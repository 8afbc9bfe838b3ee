//! HTTP server for coordinate → administrative location lookups.
//!
//! Serves `GET /geocode?longitude=..&latitude=..`, `POST /geocode` with a JSON
//! body, and `GET /health`.

use std::path::PathBuf;
use std::sync::Arc;

use anyhow::{Context, Result};
use axum::{
    extract::{Query, State},
    http::StatusCode,
    response::Json,
    routing::get,
    Router,
};
use clap::Parser;
use serde::{Deserialize, Serialize};
use tower_http::cors::CorsLayer;
use tower_http::trace::TraceLayer;
use tracing::{error, info};
use tracing_subscriber::{EnvFilter, FmtSubscriber};

use adlocate::pip::CacheStats;
use adlocate::{Config, LocationResult, Resolver};

#[cfg(not(target_env = "msvc"))]
#[global_allocator]
static GLOBAL: tikv_jemallocator::Jemalloc = tikv_jemallocator::Jemalloc;

#[derive(Parser, Debug)]
#[command(name = "adlocate")]
#[command(about = "Reverse administrative lookup server")]
struct Args {
    /// TOML config file
    #[arg(short, long)]
    config: Option<PathBuf>,

    /// Listen address (overrides config)
    #[arg(short, long)]
    listen: Option<String>,

    /// Boundary data directory (overrides config)
    #[arg(long)]
    data_dir: Option<PathBuf>,

    /// Re-read child datasets on every request
    #[arg(long)]
    no_cache: bool,
}

impl Args {
    fn into_config(self) -> Result<Config> {
        let mut config = match &self.config {
            Some(path) => Config::load_from_file(path)
                .with_context(|| format!("Loading config from {}", path.display()))?,
            None => Config::default(),
        };

        if let Some(listen) = self.listen {
            config.listen = listen;
        }
        if let Some(data_dir) = self.data_dir {
            config.data_dir = data_dir;
        }
        if self.no_cache {
            config.cache = false;
        }

        Ok(config)
    }
}

/// Application state shared across handlers
struct AppState {
    resolver: Arc<Resolver>,
}

#[tokio::main]
async fn main() -> Result<()> {
    let config = Args::parse().into_config()?;

    // Initialize logging
    let filter =
        EnvFilter::try_from_default_env().unwrap_or_else(|_| EnvFilter::new(&config.log_level));
    let subscriber = FmtSubscriber::builder().with_env_filter(filter).finish();
    tracing::subscriber::set_global_default(subscriber)?;

    info!("adlocate server");
    info!(
        "Loading boundaries from {} (cache {})",
        config.data_dir.display(),
        if config.cache { "on" } else { "off" }
    );

    let loader_config = config.clone();
    let resolver = tokio::task::spawn_blocking(move || Resolver::from_config(&loader_config))
        .await?
        .context("Failed to load root dataset")?;
    info!("Root dataset ready with {} provinces", resolver.provinces().len());

    let state = Arc::new(AppState {
        resolver: Arc::new(resolver),
    });

    let app = router(state);

    info!("Starting server on {}", config.listen);

    let listener = tokio::net::TcpListener::bind(&config.listen).await?;
    axum::serve(listener, app).await?;

    Ok(())
}

fn router(state: Arc<AppState>) -> Router {
    Router::new()
        .route("/health", get(health_handler))
        .route("/geocode", get(geocode_get_handler).post(geocode_post_handler))
        .layer(CorsLayer::permissive())
        .layer(TraceLayer::new_for_http())
        .with_state(state)
}

#[derive(Debug, Deserialize)]
struct Coordinates {
    longitude: f64,
    latitude: f64,
}

#[derive(Debug, Serialize)]
struct ErrorBody {
    detail: String,
}

type ApiError = (StatusCode, Json<ErrorBody>);

fn api_error(status: StatusCode, detail: impl Into<String>) -> ApiError {
    (
        status,
        Json(ErrorBody {
            detail: detail.into(),
        }),
    )
}

/// Health check endpoint
async fn health_handler(State(state): State<Arc<AppState>>) -> Json<HealthResponse> {
    Json(HealthResponse {
        status: "ok",
        provinces: state.resolver.provinces().len(),
        cache_enabled: state.resolver.cache_enabled(),
        cache: state.resolver.cache_stats(),
    })
}

#[derive(Serialize)]
struct HealthResponse {
    status: &'static str,
    provinces: usize,
    cache_enabled: bool,
    cache: CacheStats,
}

/// Reverse lookup from query parameters
async fn geocode_get_handler(
    State(state): State<Arc<AppState>>,
    Query(coords): Query<Coordinates>,
) -> Result<Json<LocationResult>, ApiError> {
    resolve(&state, coords).await
}

/// Reverse lookup from a JSON body
async fn geocode_post_handler(
    State(state): State<Arc<AppState>>,
    Json(coords): Json<Coordinates>,
) -> Result<Json<LocationResult>, ApiError> {
    resolve(&state, coords).await
}

/// Run the lookup off the async workers; first loads of a dataset hit the disk.
async fn resolve(state: &AppState, coords: Coordinates) -> Result<Json<LocationResult>, ApiError> {
    let resolver = Arc::clone(&state.resolver);
    let outcome =
        tokio::task::spawn_blocking(move || resolver.resolve(coords.longitude, coords.latitude))
            .await
            .map_err(|e| {
                error!("Lookup task failed: {}", e);
                api_error(StatusCode::INTERNAL_SERVER_ERROR, "Internal server error")
            })?;

    match outcome {
        Ok(location) => Ok(Json(location)),
        Err(err) if err.is_client_error() => {
            Err(api_error(StatusCode::BAD_REQUEST, err.to_string()))
        }
        Err(err) => {
            error!("Lookup failed: {}", err);
            Err(api_error(
                StatusCode::INTERNAL_SERVER_ERROR,
                "Boundary data unavailable",
            ))
        }
    }
}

################

● WHAT YOU SHOULD DO: Identify the lines of the entries containing the string "detail". Copy each such line.

● EXERCISE RESULT:
    detail: String,
fn api_error(status: StatusCode, detail: impl Into<String>) -> ApiError {
            detail: detail.into(),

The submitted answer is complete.